■ **Your objective**
An exact reproduction of all entries is required.

[Recorded data]
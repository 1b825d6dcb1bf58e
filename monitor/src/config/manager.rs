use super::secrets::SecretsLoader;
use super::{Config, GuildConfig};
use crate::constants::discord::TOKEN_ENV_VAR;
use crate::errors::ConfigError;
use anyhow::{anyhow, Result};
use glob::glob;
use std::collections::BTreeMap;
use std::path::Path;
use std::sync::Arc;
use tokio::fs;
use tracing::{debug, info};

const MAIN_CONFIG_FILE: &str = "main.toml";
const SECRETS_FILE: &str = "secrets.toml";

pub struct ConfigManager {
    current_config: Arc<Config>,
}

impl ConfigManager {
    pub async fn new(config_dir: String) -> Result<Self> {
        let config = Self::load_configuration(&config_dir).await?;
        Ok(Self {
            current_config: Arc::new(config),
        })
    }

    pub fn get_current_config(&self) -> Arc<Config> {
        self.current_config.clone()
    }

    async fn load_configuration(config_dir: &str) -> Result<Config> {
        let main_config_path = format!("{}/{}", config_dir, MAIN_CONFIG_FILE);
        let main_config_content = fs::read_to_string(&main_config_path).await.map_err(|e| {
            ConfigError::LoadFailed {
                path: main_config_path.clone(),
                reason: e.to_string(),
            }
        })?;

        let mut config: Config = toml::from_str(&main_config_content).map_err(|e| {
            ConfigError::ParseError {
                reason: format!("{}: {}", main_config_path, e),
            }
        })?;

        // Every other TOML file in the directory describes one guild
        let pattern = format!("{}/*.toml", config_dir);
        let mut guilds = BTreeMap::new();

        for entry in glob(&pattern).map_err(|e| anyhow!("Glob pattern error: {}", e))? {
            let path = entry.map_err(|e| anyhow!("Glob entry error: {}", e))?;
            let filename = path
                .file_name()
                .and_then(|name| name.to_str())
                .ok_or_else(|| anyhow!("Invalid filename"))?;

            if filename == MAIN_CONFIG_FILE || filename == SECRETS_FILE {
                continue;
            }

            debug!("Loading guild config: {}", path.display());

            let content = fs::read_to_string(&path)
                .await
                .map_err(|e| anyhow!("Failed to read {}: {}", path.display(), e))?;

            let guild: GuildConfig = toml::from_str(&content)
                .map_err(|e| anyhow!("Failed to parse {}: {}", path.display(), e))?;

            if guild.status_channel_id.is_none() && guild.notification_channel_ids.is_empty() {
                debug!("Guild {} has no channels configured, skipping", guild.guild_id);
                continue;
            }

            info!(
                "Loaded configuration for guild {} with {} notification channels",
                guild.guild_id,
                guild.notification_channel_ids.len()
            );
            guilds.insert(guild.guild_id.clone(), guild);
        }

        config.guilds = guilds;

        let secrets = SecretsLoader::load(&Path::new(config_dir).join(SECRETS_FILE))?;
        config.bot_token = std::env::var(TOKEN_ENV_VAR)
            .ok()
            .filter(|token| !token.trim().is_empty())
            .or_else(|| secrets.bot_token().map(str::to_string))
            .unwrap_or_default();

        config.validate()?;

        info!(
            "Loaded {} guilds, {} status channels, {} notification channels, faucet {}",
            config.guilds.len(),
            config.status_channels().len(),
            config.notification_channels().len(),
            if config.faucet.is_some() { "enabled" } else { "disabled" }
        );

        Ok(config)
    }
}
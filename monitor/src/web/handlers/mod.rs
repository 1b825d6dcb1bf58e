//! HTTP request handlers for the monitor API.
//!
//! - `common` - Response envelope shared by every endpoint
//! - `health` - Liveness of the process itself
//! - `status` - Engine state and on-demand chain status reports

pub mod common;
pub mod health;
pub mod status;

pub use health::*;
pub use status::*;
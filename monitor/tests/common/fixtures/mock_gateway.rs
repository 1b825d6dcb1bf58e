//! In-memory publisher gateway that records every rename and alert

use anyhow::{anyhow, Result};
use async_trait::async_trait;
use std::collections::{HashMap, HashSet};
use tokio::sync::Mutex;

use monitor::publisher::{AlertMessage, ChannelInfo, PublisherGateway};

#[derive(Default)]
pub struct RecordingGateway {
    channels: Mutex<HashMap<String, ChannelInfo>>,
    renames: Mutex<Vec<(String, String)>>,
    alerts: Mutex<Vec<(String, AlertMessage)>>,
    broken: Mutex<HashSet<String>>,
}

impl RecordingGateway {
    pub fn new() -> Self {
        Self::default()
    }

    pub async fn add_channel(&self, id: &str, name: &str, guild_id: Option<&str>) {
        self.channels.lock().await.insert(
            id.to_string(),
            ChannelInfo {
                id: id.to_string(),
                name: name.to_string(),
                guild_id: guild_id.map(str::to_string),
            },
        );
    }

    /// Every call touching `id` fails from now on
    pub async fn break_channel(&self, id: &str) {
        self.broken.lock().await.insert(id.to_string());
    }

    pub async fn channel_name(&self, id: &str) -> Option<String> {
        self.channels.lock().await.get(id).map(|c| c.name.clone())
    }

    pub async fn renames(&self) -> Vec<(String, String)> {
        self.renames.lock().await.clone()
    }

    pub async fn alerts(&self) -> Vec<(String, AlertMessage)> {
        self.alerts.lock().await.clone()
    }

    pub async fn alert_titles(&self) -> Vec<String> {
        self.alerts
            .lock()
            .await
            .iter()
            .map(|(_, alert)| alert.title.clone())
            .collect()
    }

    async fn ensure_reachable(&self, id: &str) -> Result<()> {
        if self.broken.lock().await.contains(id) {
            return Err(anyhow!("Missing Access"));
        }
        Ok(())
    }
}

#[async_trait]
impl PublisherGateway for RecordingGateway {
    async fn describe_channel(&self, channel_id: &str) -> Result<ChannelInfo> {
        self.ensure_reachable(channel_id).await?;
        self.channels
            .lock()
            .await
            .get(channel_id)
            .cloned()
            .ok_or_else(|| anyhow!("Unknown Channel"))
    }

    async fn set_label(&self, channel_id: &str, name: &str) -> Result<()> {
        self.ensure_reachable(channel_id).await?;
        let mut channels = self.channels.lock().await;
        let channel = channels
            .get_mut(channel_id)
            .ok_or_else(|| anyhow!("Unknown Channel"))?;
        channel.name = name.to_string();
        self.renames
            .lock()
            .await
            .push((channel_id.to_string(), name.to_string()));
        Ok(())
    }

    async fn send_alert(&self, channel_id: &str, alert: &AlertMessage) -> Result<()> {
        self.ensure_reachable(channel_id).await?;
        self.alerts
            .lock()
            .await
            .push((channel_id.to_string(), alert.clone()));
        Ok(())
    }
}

■ **Solved problem**
repository 1b825d6dcb1bf58e
filename monitor/src/config/manager.rs
use super::secrets::SecretsLoader;
use super::{Config, GuildConfig};
use crate::constants::discord::TOKEN_ENV_VAR;
use crate::errors::ConfigError;
use anyhow::{anyhow, Result};
use glob::glob;
use std::collections::BTreeMap;
use std::path::Path;
use std::sync::Arc;
use tokio::fs;
use tracing::{debug, info};

const MAIN_CONFIG_FILE: &str = "main.toml";
const SECRETS_FILE: &str = "secrets.toml";

pub struct ConfigManager {
    current_config: Arc<Config>,
}

impl ConfigManager {
    pub async fn new(config_dir: String) -> Result<Self> {
        let config = Self::load_configuration(&config_dir).await?;
        Ok(Self {
            current_config: Arc::new(config),
        })
    }

    pub fn get_current_config(&self) -> Arc<Config> {
        self.current_config.clone()
    }

    async fn load_configuration(config_dir: &str) -> Result<Config> {
        let main_config_path = format!("{}/{}", config_dir, MAIN_CONFIG_FILE);
        let main_config_content = fs::read_to_string(&main_config_path).await.map_err(|e| {
            ConfigError::LoadFailed {
                path: main_config_path.clone(),
                reason: e.to_string(),
            }
        })?;

        let mut config: Config = toml::from_str(&main_config_content).map_err(|e| {
            ConfigError::ParseError {
                reason: format!("{}: {}", main_config_path, e),
            }
        })?;

        // Every other TOML file in the directory describes one guild
        let pattern = format!("{}/*.toml", config_dir);
        let mut guilds = BTreeMap::new();

        for entry in glob(&pattern).map_err(|e| anyhow!("Glob pattern error: {}", e))? {
            let path = entry.map_err(|e| anyhow!("Glob entry error: {}", e))?;
            let filename = path
                .file_name()
                .and_then(|name| name.to_str())
                .ok_or_else(|| anyhow!("Invalid filename"))?;

            if filename == MAIN_CONFIG_FILE || filename == SECRETS_FILE {
                continue;
            }

            debug!("Loading guild config: {}", path.display());

            let content = fs::read_to_string(&path)
                .await
                .map_err(|e| anyhow!("Failed to read {}: {}", path.display(), e))?;

            let guild: GuildConfig = toml::from_str(&content)
                .map_err(|e| anyhow!("Failed to parse {}: {}", path.display(), e))?;

            if guild.status_channel_id.is_none() && guild.notification_channel_ids.is_empty() {
                debug!("Guild {} has no channels configured, skipping", guild.guild_id);
                continue;
            }

            info!(
                "Loaded configuration for guild {} with {} notification channels",
                guild.guild_id,
                guild.notification_channel_ids.len()
            );
            guilds.insert(guild.guild_id.clone(), guild);
        }

        config.guilds = guilds;

        let secrets = SecretsLoader::load(&Path::new(config_dir).join(SECRETS_FILE))?;
        config.bot_token = std::env::var(TOKEN_ENV_VAR)
            .ok()
            .filter(|token| !token.trim().is_empty())
            .or_else(|| secrets.bot_token().map(str::to_string))
            .unwrap_or_default();

        config.validate()?;

        info!(
            "Loaded {} guilds, {} status channels, {} notification channels, faucet {}",
            config.guilds.len(),
            config.status_channels().len(),
            config.notification_channels().len(),
            if config.faucet.is_some() { "enabled" } else { "disabled" }
        );

        Ok(config)
    }
}
filename monitor/src/web/handlers/mod.rs
repository 1b825d6dcb1bf58e
//! HTTP request handlers for the monitor API.
//!
//! - `common` - Response envelope shared by every endpoint
//! - `health` - Liveness of the process itself
//! - `status` - Engine state and on-demand chain status reports

pub mod common;
pub mod health;
pub mod status;

pub use health::*;
pub use status::*;
filename monitor/tests/common/fixtures/mock_gateway.rs
repository 1b825d6dcb1bf58e
//! In-memory publisher gateway that records every rename and alert

use anyhow::{anyhow, Result};
use async_trait::async_trait;
use std::collections::{HashMap, HashSet};
use tokio::sync::Mutex;

use monitor::publisher::{AlertMessage, ChannelInfo, PublisherGateway};

#[derive(Default)]
pub struct RecordingGateway {
    channels: Mutex<HashMap<String, ChannelInfo>>,
    renames: Mutex<Vec<(String, String)>>,
    alerts: Mutex<Vec<(String, AlertMessage)>>,
    broken: Mutex<HashSet<String>>,
}

impl RecordingGateway {
    pub fn new() -> Self {
        Self::default()
    }

    pub async fn add_channel(&self, id: &str, name: &str, guild_id: Option<&str>) {
        self.channels.lock().await.insert(
            id.to_string(),
            ChannelInfo {
                id: id.to_string(),
                name: name.to_string(),
                guild_id: guild_id.map(str::to_string),
            },
        );
    }

    /// Every call touching `id` fails from now on
    pub async fn break_channel(&self, id: &str) {
        self.broken.lock().await.insert(id.to_string());
    }

    pub async fn channel_name(&self, id: &str) -> Option<String> {
        self.channels.lock().await.get(id).map(|c| c.name.clone())
    }

    pub async fn renames(&self) -> Vec<(String, String)> {
        self.renames.lock().await.clone()
    }

    pub async fn alerts(&self) -> Vec<(String, AlertMessage)> {
        self.alerts.lock().await.clone()
    }

    pub async fn alert_titles(&self) -> Vec<String> {
        self.alerts
            .lock()
            .await
            .iter()
            .map(|(_, alert)| alert.title.clone())
            .collect()
    }

    async fn ensure_reachable(&self, id: &str) -> Result<()> {
        if self.broken.lock().await.contains(id) {
            return Err(anyhow!("Missing Access"));
        }
        Ok(())
    }
}

#[async_trait]
impl PublisherGateway for RecordingGateway {
    async fn describe_channel(&self, channel_id: &str) -> Result<ChannelInfo> {
        self.ensure_reachable(channel_id).await?;
        self.channels
            .lock()
            .await
            .get(channel_id)
            .cloned()
            .ok_or_else(|| anyhow!("Unknown Channel"))
    }

    async fn set_label(&self, channel_id: &str, name: &str) -> Result<()> {
        self.ensure_reachable(channel_id).await?;
        let mut channels = self.channels.lock().await;
        let channel = channels
            .get_mut(channel_id)
            .ok_or_else(|| anyhow!("Unknown Channel"))?;
        channel.name = name.to_string();
        self.renames
            .lock()
            .await
            .push((channel_id.to_string(), name.to_string()));
        Ok(())
    }

    async fn send_alert(&self, channel_id: &str, alert: &AlertMessage) -> Result<()> {
        self.ensure_reachable(channel_id).await?;
        self.alerts
            .lock()
            .await
            .push((channel_id.to_string(), alert.clone()));
        Ok(())
    }
}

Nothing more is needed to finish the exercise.